• Task directions: Given the entries that follow, write out exactly the lines starting at the one containing "length in mm" and ending at the one containing "#[clap(long, allow_hyphen_values = true)]", both ends included, and only those.

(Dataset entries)
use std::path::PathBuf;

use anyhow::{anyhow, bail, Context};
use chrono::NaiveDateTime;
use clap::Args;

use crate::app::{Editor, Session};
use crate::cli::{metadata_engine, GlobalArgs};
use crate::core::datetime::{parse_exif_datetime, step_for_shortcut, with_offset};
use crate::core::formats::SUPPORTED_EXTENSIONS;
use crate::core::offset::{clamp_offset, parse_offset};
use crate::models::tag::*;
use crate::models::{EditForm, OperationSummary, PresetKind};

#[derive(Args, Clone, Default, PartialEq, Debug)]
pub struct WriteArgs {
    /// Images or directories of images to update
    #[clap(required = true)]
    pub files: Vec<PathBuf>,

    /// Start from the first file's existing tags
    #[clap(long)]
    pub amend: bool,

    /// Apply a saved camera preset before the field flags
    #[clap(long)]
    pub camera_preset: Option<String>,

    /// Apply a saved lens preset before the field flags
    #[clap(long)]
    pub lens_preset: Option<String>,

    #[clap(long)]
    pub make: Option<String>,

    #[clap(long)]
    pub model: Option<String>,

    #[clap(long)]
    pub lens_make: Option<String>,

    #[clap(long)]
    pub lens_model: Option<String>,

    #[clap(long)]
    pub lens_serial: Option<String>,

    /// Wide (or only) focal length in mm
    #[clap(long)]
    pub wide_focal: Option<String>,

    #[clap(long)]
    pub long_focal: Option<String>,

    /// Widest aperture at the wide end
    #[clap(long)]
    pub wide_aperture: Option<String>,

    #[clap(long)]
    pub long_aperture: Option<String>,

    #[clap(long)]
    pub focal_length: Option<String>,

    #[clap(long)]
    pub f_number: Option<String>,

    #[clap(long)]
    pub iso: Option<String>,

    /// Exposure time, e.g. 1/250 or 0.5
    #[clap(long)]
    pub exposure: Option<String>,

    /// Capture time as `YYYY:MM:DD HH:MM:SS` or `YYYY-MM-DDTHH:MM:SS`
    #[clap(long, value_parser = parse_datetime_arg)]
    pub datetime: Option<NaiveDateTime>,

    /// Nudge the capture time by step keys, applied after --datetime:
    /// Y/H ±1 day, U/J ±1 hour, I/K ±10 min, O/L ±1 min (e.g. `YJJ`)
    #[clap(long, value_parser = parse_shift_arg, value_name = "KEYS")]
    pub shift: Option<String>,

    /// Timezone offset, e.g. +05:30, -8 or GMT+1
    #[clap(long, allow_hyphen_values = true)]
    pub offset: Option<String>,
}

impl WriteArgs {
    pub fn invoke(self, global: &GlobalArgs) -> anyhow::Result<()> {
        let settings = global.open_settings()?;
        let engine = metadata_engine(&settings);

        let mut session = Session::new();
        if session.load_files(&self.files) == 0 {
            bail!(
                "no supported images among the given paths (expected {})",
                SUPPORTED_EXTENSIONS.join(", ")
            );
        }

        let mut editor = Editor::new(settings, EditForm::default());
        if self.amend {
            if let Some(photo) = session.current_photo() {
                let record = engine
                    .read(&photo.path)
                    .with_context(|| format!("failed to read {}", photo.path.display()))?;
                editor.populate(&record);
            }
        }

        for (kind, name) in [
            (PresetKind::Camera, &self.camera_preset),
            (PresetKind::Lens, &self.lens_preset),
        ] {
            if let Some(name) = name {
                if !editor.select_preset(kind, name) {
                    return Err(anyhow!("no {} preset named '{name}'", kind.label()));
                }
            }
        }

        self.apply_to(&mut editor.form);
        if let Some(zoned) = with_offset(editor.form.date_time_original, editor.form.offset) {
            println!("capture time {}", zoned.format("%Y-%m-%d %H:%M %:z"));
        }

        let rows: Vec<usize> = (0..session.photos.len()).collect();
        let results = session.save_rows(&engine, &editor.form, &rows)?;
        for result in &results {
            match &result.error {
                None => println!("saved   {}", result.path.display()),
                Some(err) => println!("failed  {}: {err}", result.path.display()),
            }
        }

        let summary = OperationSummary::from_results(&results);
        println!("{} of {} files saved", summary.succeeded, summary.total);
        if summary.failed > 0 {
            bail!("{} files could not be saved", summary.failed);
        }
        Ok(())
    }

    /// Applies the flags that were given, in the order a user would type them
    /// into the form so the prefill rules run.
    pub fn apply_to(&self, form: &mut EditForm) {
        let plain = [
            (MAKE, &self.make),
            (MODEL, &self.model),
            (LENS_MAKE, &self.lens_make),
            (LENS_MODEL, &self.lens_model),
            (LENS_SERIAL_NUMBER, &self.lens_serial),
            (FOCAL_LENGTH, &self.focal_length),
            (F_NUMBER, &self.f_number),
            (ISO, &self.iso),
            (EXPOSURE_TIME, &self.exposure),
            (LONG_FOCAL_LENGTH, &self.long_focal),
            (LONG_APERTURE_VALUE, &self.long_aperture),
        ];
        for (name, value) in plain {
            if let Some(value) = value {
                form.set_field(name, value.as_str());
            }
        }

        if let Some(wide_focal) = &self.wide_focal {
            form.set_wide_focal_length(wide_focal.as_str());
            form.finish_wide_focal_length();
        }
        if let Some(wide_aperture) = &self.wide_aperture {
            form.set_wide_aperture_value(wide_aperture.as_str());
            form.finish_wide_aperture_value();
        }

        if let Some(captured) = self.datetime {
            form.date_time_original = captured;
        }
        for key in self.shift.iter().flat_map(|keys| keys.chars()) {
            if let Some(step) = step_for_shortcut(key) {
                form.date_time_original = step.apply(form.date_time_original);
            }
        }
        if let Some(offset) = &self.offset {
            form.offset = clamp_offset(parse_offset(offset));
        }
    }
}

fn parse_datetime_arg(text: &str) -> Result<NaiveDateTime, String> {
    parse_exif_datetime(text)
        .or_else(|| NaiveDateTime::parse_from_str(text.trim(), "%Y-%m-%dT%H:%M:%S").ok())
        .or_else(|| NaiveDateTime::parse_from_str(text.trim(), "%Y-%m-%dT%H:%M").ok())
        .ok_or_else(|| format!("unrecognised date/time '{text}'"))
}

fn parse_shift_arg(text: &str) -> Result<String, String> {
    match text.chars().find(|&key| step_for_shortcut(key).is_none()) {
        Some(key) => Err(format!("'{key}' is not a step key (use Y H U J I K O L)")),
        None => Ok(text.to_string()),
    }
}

---

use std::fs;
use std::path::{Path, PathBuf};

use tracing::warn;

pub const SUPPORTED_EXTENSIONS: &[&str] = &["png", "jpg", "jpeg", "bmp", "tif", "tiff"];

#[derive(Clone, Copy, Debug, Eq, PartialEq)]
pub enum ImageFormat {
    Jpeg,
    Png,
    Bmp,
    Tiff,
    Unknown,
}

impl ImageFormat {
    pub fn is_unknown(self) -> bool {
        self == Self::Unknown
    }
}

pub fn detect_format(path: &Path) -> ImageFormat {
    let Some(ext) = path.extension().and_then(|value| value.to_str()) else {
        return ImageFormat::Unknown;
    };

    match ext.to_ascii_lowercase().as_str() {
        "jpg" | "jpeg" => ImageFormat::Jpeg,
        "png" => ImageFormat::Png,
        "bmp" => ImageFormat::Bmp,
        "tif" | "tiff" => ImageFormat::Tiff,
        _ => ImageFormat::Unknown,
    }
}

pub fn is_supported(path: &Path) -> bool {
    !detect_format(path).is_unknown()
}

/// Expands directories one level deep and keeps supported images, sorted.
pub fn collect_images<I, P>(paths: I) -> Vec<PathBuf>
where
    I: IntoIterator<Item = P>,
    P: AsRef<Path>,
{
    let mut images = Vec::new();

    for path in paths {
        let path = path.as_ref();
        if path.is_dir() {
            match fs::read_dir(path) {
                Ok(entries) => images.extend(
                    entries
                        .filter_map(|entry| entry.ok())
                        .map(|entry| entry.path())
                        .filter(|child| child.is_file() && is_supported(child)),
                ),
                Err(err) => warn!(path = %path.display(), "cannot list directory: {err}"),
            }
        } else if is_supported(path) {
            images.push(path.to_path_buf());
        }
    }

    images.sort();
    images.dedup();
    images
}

• Solution to the problem:
    /// Wide (or only) focal length in mm
    #[clap(long)]
    pub wide_focal: Option<String>,

    #[clap(long)]
    pub long_focal: Option<String>,

    /// Widest aperture at the wide end
    #[clap(long)]
    pub wide_aperture: Option<String>,

    #[clap(long)]
    pub long_aperture: Option<String>,

    #[clap(long)]
    pub focal_length: Option<String>,

    #[clap(long)]
    pub f_number: Option<String>,

    #[clap(long)]
    pub iso: Option<String>,

    /// Exposure time, e.g. 1/250 or 0.5
    #[clap(long)]
    pub exposure: Option<String>,

    /// Capture time as `YYYY:MM:DD HH:MM:SS` or `YYYY-MM-DDTHH:MM:SS`
    #[clap(long, value_parser = parse_datetime_arg)]
    pub datetime: Option<NaiveDateTime>,

    /// Nudge the capture time by step keys, applied after --datetime:
    /// Y/H ±1 day, U/J ±1 hour, I/K ±10 min, O/L ±1 min (e.g. `YJJ`)
    #[clap(long, value_parser = parse_shift_arg, value_name = "KEYS")]
    pub shift: Option<String>,

    /// Timezone offset, e.g. +05:30, -8 or GMT+1
    #[clap(long, allow_hyphen_values = true)]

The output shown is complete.